Andre Goy, MD, MS: We have experience. We have done something in Chicago, the Northwestern group had looked at using PEMBRO [pembrolizumab] post-autologous transplantation, tried to take advantage of the better immunological…post-autologous transplantation, checkpoint inhibitors as single agent; the data were intriguing. So, we built upon this and we did IPI-NIVO [ipilimumab-nivolumab] post-autologous transplantation, and it’s a small number of patients. It’s 15 primary refractory patients or early relapse. These patients with EFS [event-free survival] at 18 months is 83%. There’s no question that there is toxicity, but that’s not an easy situation. I think there are ways, I think that allotransplant, I agree, although sometimes CAR T serves now as a bridge toward an allotransplant. That’s a separate story. But the autotransplant, there are opportunities to revisit it, not think otherwise just a…therapy. But there’s a way to reset the immune system and try to take advantage of immunotherapy because these patients have an enormous amount of T regs [regulatory T-cells] and immunosuppressive environment. So, I think that’s an opportunity.

Peter Martin, MD: I would say that in general, it’s better to do that in the context of a clinical trial than outside of a clinical trial. This is because, oftentimes, we’re surprised, right? In follicular lymphoma we combined lenalidomide with PI3 kinase inhibitors, thought it was going to be great, but it didn’t turn out that way. In multiple myeloma there was the whole checkpoint inhibitor, lenalidomide story that might turn out to be reasonable in other lymphomas or other diseases. However, in myeloma, it didn’t work out so great. We’re all pretty clever, but we should be careful not to be too clever.

Andre Goy, MD, MS: Absolutely. We talk about we are giving to our audience what’s coming up and what’s new because the field is really exciting. There is still an unmet need. In relapsed or refractory large cell lymphoma, we are in a situation where patients still have very poor outcomes, right?

Julio Chavez, MD: Yes, especially post-CAR T relapse. You mentioned the overall response rate or the CR [complete response] rate is initially good for CAR T cell therapy, but in patients who start relapsing, you can say the 3-month point, or 6-month point, the relapses post-CAR T are about 60% of the patients. The problem is they usually have other issues like thrombocytopenias, and they are not eligible for trials. So, it’s hard to put the patient with a post-CAR T relapse into a trial sometimes. We just have to figure out.

Grzegorz S. Nowakowski, MD: I think you nailed it because this is a very difficult population to deal with, but we are living in a post-CAR T-cell world—they are there, and they’re going to stay probably for some future. We need to learn how to deal with those patients who are relapsing post-CAR T-cell.
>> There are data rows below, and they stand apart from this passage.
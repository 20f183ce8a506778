//! Train/evaluation split policy
//!
//! Held-out mode shuffles with a seeded `ChaCha8Rng` and reserves
//! `ceil(test_fraction * N)` samples for evaluation. Train-only mode keeps
//! every sample for training and evaluates on that same partition, so its
//! accuracy measures fit quality rather than generalization.

use rand::seq::SliceRandom;
use rand::SeedableRng;
use rand_chacha::ChaCha8Rng;
use std::collections::BTreeMap;
use std::path::PathBuf;

use super::loader::LabeledImage;
use super::preprocess::ImageArray;

/// Index-aligned images, labels and source paths
#[derive(Debug, Clone, Default)]
pub struct Partition {
    pub images: Vec<ImageArray>,
    pub labels: Vec<String>,
    pub sources: Vec<PathBuf>,
}

impl Partition {
    pub fn len(&self) -> usize {
        self.images.len()
    }

    pub fn is_empty(&self) -> bool {
        self.images.is_empty()
    }

    fn push(&mut self, image: LabeledImage) {
        self.images.push(image.pixels);
        self.labels.push(image.label);
        self.sources.push(image.path);
    }
}

impl FromIterator<LabeledImage> for Partition {
    fn from_iter<I: IntoIterator<Item = LabeledImage>>(iter: I) -> Self {
        let mut partition = Partition::default();
        for image in iter {
            partition.push(image);
        }
        partition
    }
}

/// Training partition plus an optional held-out partition
#[derive(Debug, Clone)]
pub struct DatasetSplit {
    train: Partition,
    held_out: Option<Partition>,
}

impl DatasetSplit {
    pub fn train(&self) -> &Partition {
        &self.train
    }

    /// Held-out partition, or the training partition in train-only mode
    pub fn evaluation(&self) -> &Partition {
        self.held_out.as_ref().unwrap_or(&self.train)
    }

    pub fn is_held_out(&self) -> bool {
        self.held_out.is_some()
    }
}

#[derive(Debug, Clone, Copy, PartialEq)]
pub struct SplitPolicy {
    test_fraction: f64,
    stratified: bool,
}

impl Default for SplitPolicy {
    fn default() -> Self {
        Self {
            test_fraction: 0.25,
            stratified: false,
        }
    }
}

impl SplitPolicy {
    pub fn new(test_fraction: f64, stratified: bool) -> Self {
        Self {
            test_fraction,
            stratified,
        }
    }

    /// Evaluation partition size for `total` samples
    pub fn test_count(&self, total: usize) -> usize {
        ((self.test_fraction * total as f64).ceil() as usize).min(total)
    }

    pub fn apply(&self, images: Vec<LabeledImage>, train_only: bool, seed: u64) -> DatasetSplit {
        if train_only {
            return DatasetSplit {
                train: images.into_iter().collect(),
                held_out: None,
            };
        }

        let mut rng = ChaCha8Rng::seed_from_u64(seed);
        let n_test = self.test_count(images.len());
        let test_indices = if self.stratified {
            stratified_test_indices(&images, n_test, &mut rng)
        } else {
            let mut order: Vec<usize> = (0..images.len()).collect();
            order.shuffle(&mut rng);
            order.truncate(n_test);
            order
        };

        let mut is_test = vec![false; images.len()];
        for &i in &test_indices {
            is_test[i] = true;
        }

        // Both partitions come out in shuffled order
        let mut order: Vec<usize> = (0..images.len()).collect();
        order.shuffle(&mut rng);

        let mut slots: Vec<Option<LabeledImage>> = images.into_iter().map(Some).collect();
        let mut train = Partition::default();
        let mut held_out = Partition::default();
        for i in order {
            if let Some(image) = slots[i].take() {
                if is_test[i] {
                    held_out.push(image);
                } else {
                    train.push(image);
                }
            }
        }

        DatasetSplit {
            train,
            held_out: Some(held_out),
        }
    }
}

/// Pick `n_test` indices keeping per-class proportions
///
/// Class quotas are `floor(n_test * class_size / total)`; the leftover slots
/// go to the classes with the largest fractional remainder.
fn stratified_test_indices(
    images: &[LabeledImage],
    n_test: usize,
    rng: &mut ChaCha8Rng,
) -> Vec<usize> {
    let mut by_class: BTreeMap<&str, Vec<usize>> = BTreeMap::new();
    for (i, image) in images.iter().enumerate() {
        by_class.entry(image.label.as_str()).or_default().push(i);
    }

    let total = images.len() as f64;
    let mut quotas: Vec<(usize, f64)> = by_class
        .values()
        .map(|members| {
            let exact = n_test as f64 * members.len() as f64 / total;
            (exact.floor() as usize, exact - exact.floor())
        })
        .collect();

    let assigned: usize = quotas.iter().map(|(q, _)| q).sum();
    let mut by_remainder: Vec<usize> = (0..quotas.len()).collect();
    by_remainder.sort_by(|a, b| quotas[*b].1.total_cmp(&quotas[*a].1));
    for &class in by_remainder.iter().cycle().take(n_test.saturating_sub(assigned)) {
        quotas[class].0 += 1;
    }

    let mut test = Vec::with_capacity(n_test);
    for (members, (quota, _)) in by_class.into_values().zip(quotas) {
        let mut members = members;
        members.shuffle(rng);
        test.extend(members.into_iter().take(quota));
    }
    test
}
//! Configuration loading and output directory resolution
//!
//! Values are resolved in priority order:
//! 1. Command-line argument (highest priority)
//! 2. Environment variable
//! 3. TOML config file
//! 4. OS-dependent compiled default (fallback)
//!
//! A missing or unreadable TOML file never aborts startup; the service logs a
//! warning and continues with compiled defaults.

use crate::{Error, Result};
use serde::{Deserialize, Serialize};
use std::path::{Path, PathBuf};
use tracing::{info, warn};

/// Environment variable overriding the model output directory
pub const OUTPUT_DIR_ENV: &str = "MINIVGG_OUTPUT_DIR";

/// Environment variable overriding the config file location
pub const CONFIG_PATH_ENV: &str = "MINIVGG_CONFIG";

/// Port used when neither CLI, environment nor TOML provide one
pub const DEFAULT_PORT: u16 = 5780;

/// Largest accepted `training.image_size`
pub const MAX_IMAGE_SIZE: usize = 4096;

/// Compiled-in defaults for the current platform
#[derive(Debug, Clone)]
pub struct CompiledDefaults {
    pub output_dir: PathBuf,
    pub port: u16,
    pub log_level: String,
}

impl CompiledDefaults {
    pub fn for_current_platform() -> Self {
        let output_dir = if cfg!(target_os = "linux") {
            // ~/.local/share/minivgg/models (or /var/lib/minivgg/models)
            dirs::data_local_dir()
                .map(|d| d.join("minivgg").join("models"))
                .unwrap_or_else(|| PathBuf::from("/var/lib/minivgg/models"))
        } else if cfg!(target_os = "macos") {
            // ~/Library/Application Support/minivgg/models
            dirs::data_dir()
                .map(|d| d.join("minivgg").join("models"))
                .unwrap_or_else(|| PathBuf::from("/Library/Application Support/minivgg/models"))
        } else if cfg!(target_os = "windows") {
            // %LOCALAPPDATA%\minivgg\models
            dirs::data_local_dir()
                .map(|d| d.join("minivgg").join("models"))
                .unwrap_or_else(|| PathBuf::from("C:\\ProgramData\\minivgg\\models"))
        } else {
            PathBuf::from("./minivgg_models")
        };

        Self {
            output_dir,
            port: DEFAULT_PORT,
            log_level: "info".to_string(),
        }
    }
}

/// `[logging]` section
#[derive(Debug, Clone, PartialEq, Serialize, Deserialize)]
#[serde(default)]
pub struct LoggingConfig {
    /// Default filter directive when RUST_LOG is not set
    pub level: String,
}

impl Default for LoggingConfig {
    fn default() -> Self {
        Self {
            level: "info".to_string(),
        }
    }
}

/// `[training]` section: hyperparameters and split policy for every job
#[derive(Debug, Clone, PartialEq, Serialize, Deserialize)]
#[serde(default)]
pub struct TrainingSettings {
    /// Square input size every image is resized to
    pub image_size: usize,
    /// 3 for RGB, 1 for grayscale
    pub channels: usize,
    pub epochs: usize,
    pub batch_size: usize,
    pub learning_rate: f64,
    /// Filters in the first convolution block (doubled in the second)
    pub base_filters: usize,
    /// Width of the fully connected layer
    pub dense_units: usize,
    /// Fraction held out for evaluation when trainOnly is false
    pub test_fraction: f64,
    /// Keep per-class proportions in the held-out split
    pub stratified: bool,
    /// Seed for the split, epoch shuffling and weight init
    pub seed: u64,
    /// Ignore `seed` and draw a fresh one per job
    pub random_seed: bool,
}

impl Default for TrainingSettings {
    fn default() -> Self {
        Self {
            image_size: 256,
            channels: 3,
            epochs: 10,
            batch_size: 32,
            learning_rate: 0.01,
            base_filters: 32,
            dense_units: 512,
            test_fraction: 0.25,
            stratified: false,
            seed: 42,
            random_seed: false,
        }
    }
}

impl TrainingSettings {
    /// Reject settings the model or split policy cannot work with
    pub fn validate(&self) -> Result<()> {
        if self.image_size < 4 || self.image_size % 4 != 0 {
            return Err(Error::Config(format!(
                "training.image_size must be a positive multiple of 4, got {}",
                self.image_size
            )));
        }
        if self.image_size > MAX_IMAGE_SIZE {
            return Err(Error::Config(format!(
                "training.image_size must be at most {}, got {}",
                MAX_IMAGE_SIZE, self.image_size
            )));
        }
        if self.channels != 1 && self.channels != 3 {
            return Err(Error::Config(format!(
                "training.channels must be 1 or 3, got {}",
                self.channels
            )));
        }
        if self.epochs == 0 || self.batch_size == 0 {
            return Err(Error::Config(
                "training.epochs and training.batch_size must be greater than 0".to_string(),
            ));
        }
        if self.base_filters == 0 || self.dense_units == 0 {
            return Err(Error::Config(
                "training.base_filters and training.dense_units must be greater than 0"
                    .to_string(),
            ));
        }
        if !(self.learning_rate > 0.0 && self.learning_rate.is_finite()) {
            return Err(Error::Config(format!(
                "training.learning_rate must be positive, got {}",
                self.learning_rate
            )));
        }
        if !(self.test_fraction > 0.0 && self.test_fraction < 1.0) {
            return Err(Error::Config(format!(
                "training.test_fraction must be in (0, 1), got {}",
                self.test_fraction
            )));
        }
        Ok(())
    }
}

/// Contents of `minivgg-train.toml`
#[derive(Debug, Clone, Default, PartialEq, Serialize, Deserialize)]
#[serde(default)]
pub struct TomlConfig {
    /// Directory persisted models are written to
    pub output_dir: Option<PathBuf>,
    pub port: Option<u16>,
    pub logging: LoggingConfig,
    pub training: TrainingSettings,
}

/// Default config file location for the platform
///
/// `MINIVGG_CONFIG` overrides the lookup entirely.
pub fn default_config_path() -> Option<PathBuf> {
    if let Ok(path) = std::env::var(CONFIG_PATH_ENV) {
        return Some(PathBuf::from(path));
    }

    let user_config = dirs::config_dir().map(|d| d.join("minivgg").join("minivgg-train.toml"));
    if let Some(path) = &user_config {
        if path.exists() {
            return user_config;
        }
    }

    if cfg!(target_os = "linux") {
        let system_config = PathBuf::from("/etc/minivgg/minivgg-train.toml");
        if system_config.exists() {
            return Some(system_config);
        }
    }

    None
}

/// Parse a TOML config file
pub fn load_toml_config(path: &Path) -> Result<TomlConfig> {
    let content = std::fs::read_to_string(path)
        .map_err(|e| Error::Config(format!("Read TOML failed ({}): {}", path.display(), e)))?;
    let config: TomlConfig = toml::from_str(&content)
        .map_err(|e| Error::Config(format!("Parse TOML failed ({}): {}", path.display(), e)))?;
    config.training.validate()?;
    Ok(config)
}

/// Load the TOML config, falling back to defaults when absent
///
/// A file that exists but fails to parse or validate is an error.
pub fn load_or_default(path: Option<&Path>) -> Result<TomlConfig> {
    match path {
        Some(path) if path.exists() => {
            let config = load_toml_config(path)?;
            info!("Loaded configuration from {}", path.display());
            Ok(config)
        }
        Some(path) => {
            warn!(
                "Config file not found at {}, using compiled defaults",
                path.display()
            );
            Ok(TomlConfig::default())
        }
        None => {
            info!("No config file found, using compiled defaults");
            Ok(TomlConfig::default())
        }
    }
}

/// Resolves the directory trained models are persisted to
pub struct OutputDirResolver {
    cli_arg: Option<PathBuf>,
}

impl OutputDirResolver {
    pub fn new(cli_arg: Option<PathBuf>) -> Self {
        Self { cli_arg }
    }

    pub fn resolve(&self, toml_config: &TomlConfig) -> PathBuf {
        // Priority 1: Command-line argument
        if let Some(path) = &self.cli_arg {
            return path.clone();
        }

        // Priority 2: Environment variable
        if let Ok(path) = std::env::var(OUTPUT_DIR_ENV) {
            if !path.trim().is_empty() {
                return PathBuf::from(path);
            }
        }

        // Priority 3: TOML config file
        if let Some(path) = &toml_config.output_dir {
            return path.clone();
        }

        // Priority 4: OS-dependent compiled default
        CompiledDefaults::for_current_platform().output_dir
    }
}

/// Resolve the listening port (CLI/env are merged by clap upstream)
pub fn resolve_port(cli_or_env: Option<u16>, toml_config: &TomlConfig) -> u16 {
    cli_or_env
        .or(toml_config.port)
        .unwrap_or(CompiledDefaults::for_current_platform().port)
}

#[cfg(test)]
mod tests {
    use super::*;

    #[test]
    fn default_training_settings_are_valid() {
        let settings = TrainingSettings::default();
        assert!(settings.validate().is_ok());
        assert_eq!(settings.image_size, 256);
        assert_eq!(settings.channels, 3);
        assert_eq!(settings.test_fraction, 0.25);
        assert_eq!(settings.seed, 42);
    }

    #[test]
    fn image_size_has_an_upper_bound() {
        let at_limit = TrainingSettings {
            image_size: MAX_IMAGE_SIZE,
            ..TrainingSettings::default()
        };
        assert!(at_limit.validate().is_ok());

        let oversized = TrainingSettings {
            image_size: (u32::MAX as usize) + 5,
            ..TrainingSettings::default()
        };
        assert!(matches!(oversized.validate(), Err(Error::Config(_))));
    }

    #[test]
    fn image_size_must_be_multiple_of_four() {
        let settings = TrainingSettings {
            image_size: 30,
            ..Default::default()
        };
        assert!(matches!(settings.validate(), Err(Error::Config(_))));
    }

    #[test]
    fn test_fraction_bounds_are_exclusive() {
        for fraction in [0.0, 1.0, -0.5, 1.5] {
            let settings = TrainingSettings {
                test_fraction: fraction,
                ..Default::default()
            };
            assert!(settings.validate().is_err(), "fraction {fraction} accepted");
        }
    }

    #[test]
    fn partial_toml_fills_in_defaults() {
        let config: TomlConfig = toml::from_str(
            r#"
            output_dir = "/srv/models"

            [training]
            epochs = 3
            "#,
        )
        .unwrap();

        assert_eq!(config.output_dir, Some(PathBuf::from("/srv/models")));
        assert_eq!(config.training.epochs, 3);
        assert_eq!(config.training.batch_size, 32);
        assert_eq!(config.logging.level, "info");
        assert_eq!(config.port, None);
    }

    #[test]
    fn port_falls_back_to_toml_then_default() {
        let mut config = TomlConfig::default();
        assert_eq!(resolve_port(None, &config), DEFAULT_PORT);

        config.port = Some(6000);
        assert_eq!(resolve_port(None, &config), 6000);
        assert_eq!(resolve_port(Some(7000), &config), 7000);
    }
}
Since we are developing our future clinical trials, we have to be open minded then to try to define what are the inclusion criteria.

Andre Goy, MD, MS: Really open minded with the counts.

Grzegorz S. Nowakowski, MD: Well, with some of the targeted agents, the platelet count.

Andre Goy, MD, MS: Absolutely.

Grzegorz S. Nowakowski, MD: Neutropenia is not as important.

Julio Chavez, MD: It’s important to advocate for the specific inclusion criteria. Some trials that require a hemoglobin of 10 g/dL; this isn’t possible.

Andre Goy, MD, MS: There’s no question that clinical trials have become too complex over time and not open enough, and they make it difficult to enroll and difficult to duplicate in the real world afterward.

Grzegorz S. Nowakowski, MD: The good thing about it is I think we have a better understanding also on the side of...agents is that some of those regulations are actually affecting development in those areas, and I think people appreciate this more now. I believe we’ll see a little bit of change in the landscape coming soon.